InTheSpiral: ユダの福音書


弟のこと、しつこいですがときどき書きます。

(ところで、ログインできない故人のブログをインポートするのに、いいツールってないだろうか。バックアップをとっておきたいんだけど。)

ちょうど彼が死ぬ一年前、昨年の5月に、彼は、ユダの福音書に関するNational Geographicの記事を紹介している。

リンク: InTheSpiral: ユダの福音書.

大人になってから、僕ら兄弟姉妹は一様に、教会から距離を置くようになったが、そのときにキリスト教についてどのような認識を持ち、その後どのように対峙してきたか、あまり真面目に話し合ったことはなかった。最後の「気分」のところは、なんとなく僕の感覚に近いかもしれない。

 

ところで私自身はクリスチャンとして育ちましたが、文字通りdogmaticになってしまっているキリスト教のことをどうしても好きになれず、成人
してから教会に通っていません。私にとって居心地のよい場所としての教会や司祭はきっとありうるのでしょうけれど、でも今日の「西と東の衝突」のような情
勢の中ではキリスト者の一員に数えられるのを私はよしとすることができない気がします。

 

平気で侵略行為をして自国の大勢の若者の命を犠牲にしておきながら、god bless
usなんて演説の最後に言うことができる、そんな人がリーダーをしている国がまかり通っている昨今は、「正統」なキリスト教が成立しローマ帝国の庇護をう
けるようになった時代と同じ構図を持っているんじゃないかと思います。時の権力がいいように利用し、自分たちが定義付けるところの「キリスト教の価値観」
こそまもるべきもので、それ以外は排除されてしかるべきという考え方を押し付ける。むろんそれがなかったらキリスト教というものは成立しなかったのでしょ
うが、21世紀の今日になってまで馬鹿みたいにそれに従う必要はないんじゃないでしょうか。

 

できることならこれをきっかけにもう一度キリスト教というものがどうやって成立したか、本当はキリストは何を語ろうとしていたのかを見直し、わかったことを素直に受け止めることができる世の中にならないものかなと思っています。

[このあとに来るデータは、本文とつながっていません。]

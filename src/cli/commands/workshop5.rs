//! Workshop 5 - risk treatment
//!
//! Five steps: pick a treatment option per scenario, define security
//! measures, rate residual risks, review the improvement plan, set up
//! the monitoring framework.

use console::style;
use miette::Result;

use crate::cli::commands::forms::{self, ListAction};
use crate::cli::commands::scales::{EFFECTIVENESS_LABELS, IMPACT_LABELS, PROBABILITY_LABELS};
use crate::core::identity::EntityId;
use crate::core::session::Session;
use crate::core::workshop::workshop;
use crate::entities::{
    ControlKind, Frequency, Measure, MonitoringEntry, RiskTreatment, TreatmentKind,
};

pub const WORKSHOP_ID: u8 = 5;

#[derive(Debug, Clone, Copy, PartialEq, Eq)]
enum Step {
    TreatmentOptions,
    SecurityMeasures,
    ResidualRisks,
    ImprovementPlan,
    MonitoringPlan,
}

const STEPS: [Step; 5] = [
    Step::TreatmentOptions,
    Step::SecurityMeasures,
    Step::ResidualRisks,
    Step::ImprovementPlan,
    Step::MonitoringPlan,
];

pub fn run(session: &mut Session) -> Result<()> {
    let def = workshop(WORKSHOP_ID).expect("workshop 5 is in the catalog");
    for (index, step) in STEPS.iter().enumerate() {
        if session.progress.is_step_complete(WORKSHOP_ID, index) {
            continue;
        }
        println!();
        println!(
            "{} {}",
            style(format!("[{}/{}]", index + 1, def.steps.len())).cyan(),
            style(def.steps[index]).bold()
        );
        match step {
            Step::TreatmentOptions => run_treatment_options(session)?,
            Step::SecurityMeasures => run_security_measures(session)?,
            Step::ResidualRisks => run_residual_risks(session)?,
            Step::ImprovementPlan => run_improvement_plan(session)?,
            Step::MonitoringPlan => run_monitoring_plan(session)?,
        }
        session.progress.mark_step_complete(WORKSHOP_ID, index);
    }
    Ok(())
}

fn treatment_ids(session: &Session) -> Vec<EntityId> {
    session
        .treatments
        .items()
        .iter()
        .map(|t| t.id.clone())
        .collect()
}

/// One treatment decision per strategic scenario
fn run_treatment_options(session: &mut Session) -> Result<()> {
    let scenarios: Vec<(EntityId, String)> = session
        .strategic_scenarios
        .items()
        .iter()
        .map(|s| (s.id.clone(), s.name.clone()))
        .collect();

    for (scenario_id, name) in &scenarios {
        if session
            .treatments
            .items()
            .iter()
            .any(|t| &t.scenario == scenario_id)
        {
            continue;
        }
        println!("{}", style(name).bold());
        if let Some(risk) = session.risk_for_scenario(scenario_id) {
            println!(
                "  Niveau actuel: {} ({})",
                risk.level(),
                risk.band().label_fr()
            );
        }
        let kinds = TreatmentKind::all();
        let labels: Vec<String> = kinds.iter().map(|k| k.to_string()).collect();
        let idx = forms::select_index("Option de traitement", &labels)?;
        loop {
            let description = forms::input_text("Description de la stratégie")?;
            let treatment = RiskTreatment::new(scenario_id.clone(), kinds[idx], description);
            match session.treatments.add(treatment) {
                Ok(()) => break,
                Err(errors) => forms::print_validation_errors(&errors),
            }
        }
    }

    session
        .treatments
        .submit("option de traitement")
        .map_err(|errors| miette::miette!("{}", errors))?;
    Ok(())
}

fn run_security_measures(session: &mut Session) -> Result<()> {
    for id in treatment_ids(session) {
        let scenario_label = session
            .treatments
            .get(&id)
            .map(|t| session.scenario_name(&t.scenario).to_string())
            .unwrap_or_default();
        let Some(mut draft) = session.treatments.start_edit(&id) else {
            continue;
        };
        if draft.kind == TreatmentKind::Acceptance {
            // Accepted risks carry no new measures
            session.treatments.cancel_edit();
            continue;
        }
        println!("{} ({})", style(&scenario_label).bold(), draft.kind);
        for measure in &draft.measures {
            println!("  - {} (échéance {})", measure.name, measure.deadline);
        }
        while forms::confirm("Ajouter une mesure de sécurité ?", draft.measures.is_empty())? {
            let name = forms::input_text("Nom de la mesure")?;
            let kinds = ControlKind::all();
            let labels: Vec<String> = kinds.iter().map(|k| k.to_string()).collect();
            let idx = forms::select_index("Famille", &labels)?;
            let effectiveness = forms::select_rating("Efficacité", &EFFECTIVENESS_LABELS)?;
            let deadline = forms::input_date("Échéance")?;
            let mut measure = Measure::new(name, kinds[idx], effectiveness, deadline);
            measure.cost = forms::input_f64("Coût estimé")?;
            draft.measures.push(measure);
        }
        while let Err(errors) = session.treatments.save_draft(draft.clone()) {
            forms::print_validation_errors(&errors);
            draft.description = forms::input_text("Description de la stratégie")?;
        }
    }
    Ok(())
}

fn run_residual_risks(session: &mut Session) -> Result<()> {
    for id in treatment_ids(session) {
        let scenario_label = session
            .treatments
            .get(&id)
            .map(|t| session.scenario_name(&t.scenario).to_string())
            .unwrap_or_default();
        let Some(mut draft) = session.treatments.start_edit(&id) else {
            continue;
        };
        println!("{}", style(&scenario_label).bold());
        draft.residual_risk.probability =
            forms::select_rating("Probabilité résiduelle", &PROBABILITY_LABELS)?;
        draft.residual_risk.impact =
            forms::select_rating("Impact résiduel", &IMPACT_LABELS)?;
        draft.residual_risk.justification = forms::input_text("Justification")?;
        println!(
            "  Niveau résiduel: {}",
            style(draft.residual_risk.level()).bold().yellow()
        );
        while let Err(errors) = session.treatments.save_draft(draft.clone()) {
            forms::print_validation_errors(&errors);
            draft.residual_risk.justification = forms::input_text("Justification")?;
        }
    }
    Ok(())
}

/// Review all planned measures ordered by deadline
fn run_improvement_plan(session: &mut Session) -> Result<()> {
    let mut entries: Vec<(chrono::NaiveDate, String, String)> = session
        .treatments
        .items()
        .iter()
        .flat_map(|t| {
            t.measures.iter().map(|m| {
                (
                    m.deadline,
                    m.name.clone(),
                    session.scenario_name(&t.scenario).to_string(),
                )
            })
        })
        .collect();
    entries.sort_by_key(|(deadline, _, _)| *deadline);

    if entries.is_empty() {
        println!("  {}", style("Aucune mesure planifiée.").dim());
    }
    for (deadline, name, scenario) in &entries {
        println!("  {} {} ({})", style(deadline).cyan(), name, scenario);
    }

    loop {
        if forms::confirm("Valider le plan d'amélioration ?", true)? {
            return Ok(());
        }
    }
}

fn run_monitoring_plan(session: &mut Session) -> Result<()> {
    loop {
        for entry in session.monitoring_plan.items() {
            println!("  - {} ({})", entry.name, entry.frequency);
        }
        match forms::list_action("cadre de suivi", session.monitoring_plan.len())? {
            ListAction::Add => {
                let name = forms::input_text("Intitulé du suivi")?;
                let frequencies = Frequency::all();
                let labels: Vec<String> = frequencies.iter().map(|f| f.to_string()).collect();
                let idx = forms::select_index("Fréquence", &labels)?;
                let mut entry = MonitoringEntry::new(name, frequencies[idx]);
                entry.indicators = forms::input_lines("Indicateur suivi")?;
                entry.stakeholders = forms::input_lines("Destinataire de la revue")?;
                if let Err(errors) = session.monitoring_plan.add(entry) {
                    forms::print_validation_errors(&errors);
                }
            }
            ListAction::Edit => {
                let labels: Vec<String> = session
                    .monitoring_plan
                    .items()
                    .iter()
                    .map(|e| e.name.clone())
                    .collect();
                let idx = forms::select_index("Suivi à modifier", &labels)?;
                let id = session.monitoring_plan.items()[idx].id.clone();
                if let Some(mut draft) = session.monitoring_plan.start_edit(&id) {
                    draft.name = forms::input_text_default("Intitulé", &draft.name)?;
                    if let Err(errors) = session.monitoring_plan.save_draft(draft) {
                        forms::print_validation_errors(&errors);
                        session.monitoring_plan.cancel_edit();
                    }
                }
            }
            ListAction::Remove => {
                let labels: Vec<String> = session
                    .monitoring_plan
                    .items()
                    .iter()
                    .map(|e| e.name.clone())
                    .collect();
                let idx = forms::select_index("Suivi à supprimer", &labels)?;
                let id = session.monitoring_plan.items()[idx].id.clone();
                session.monitoring_plan.remove(&id);
            }
            ListAction::Done => match session.monitoring_plan.submit("cadre de suivi") {
                Ok(()) => return Ok(()),
                Err(errors) => forms::print_validation_errors(&errors),
            },
        }
    }
}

理性的に考えれば考えるほど、クリスチャンとしての自分の定義づけが、イマイチピンとこないからだ。ただまあ、日本の片田舎にある大学に対して、欧米の一流大学と同じ体裁を要求し、そうじゃないからといって「それは大学のやることじゃない」といわれても、片田舎の大学が困ってしまうように、日本のキリスト教には日本のキリスト教なりの課題というのがあるのであって、それが多少本家と異なっていても仕方が無いのかもしれない。

「時の権力がいいように利用し、自分たちが定義付けるところの「キリスト教の価値観」
こそまもるべきもので、それ以外は排除されてしかるべきという考え方を押し付ける」という姿勢と、超リベラルな日本のキリスト教徒の考え方もまた、なんともいえないねじれを感じさせるものがあるのだが、それはそれで、違ってていいのだろう。

外国と接して生きていきながら、こうしたねじれをちゃんと受け止めて、なおかつクリスチャンとしての信仰にも確信を持ち続けるためには、よほど強い信念をもって、かつちゃんと勉強しなければならないのだろう。で、勉強すれば勉強するほど、足元にある日本の教会からは足が遠のくのかもしれない(この点はちゃんと勉強していないので、確信がない)。

僕は足が遠のいていた教会で、かつて歌っていた聖歌を歌い、祈り、弟を来世に送り出した。そこで「来世」を都合よく想定してしまうような人々のマインドこそが、教会やその他宗教を支えている要因だ。そしてその「ご都合主義」は、キリスト教のローカライズの契機となり(つまり普通の人にもわかりやすい宗教的メッセージに変換されていき)、ちゃんと勉強した人が、さらに足が遠のいてしまうような状態をもたらしているような気がする。

なんとなくそんな感じじゃないかなあと思って、僕の場合は教会から足が遠のいた。同じように足が遠のいたけれども、足が遠のいてしまうような「ひっかかり」について、弟はずっとぐるぐる考え続けていたのかもしれない。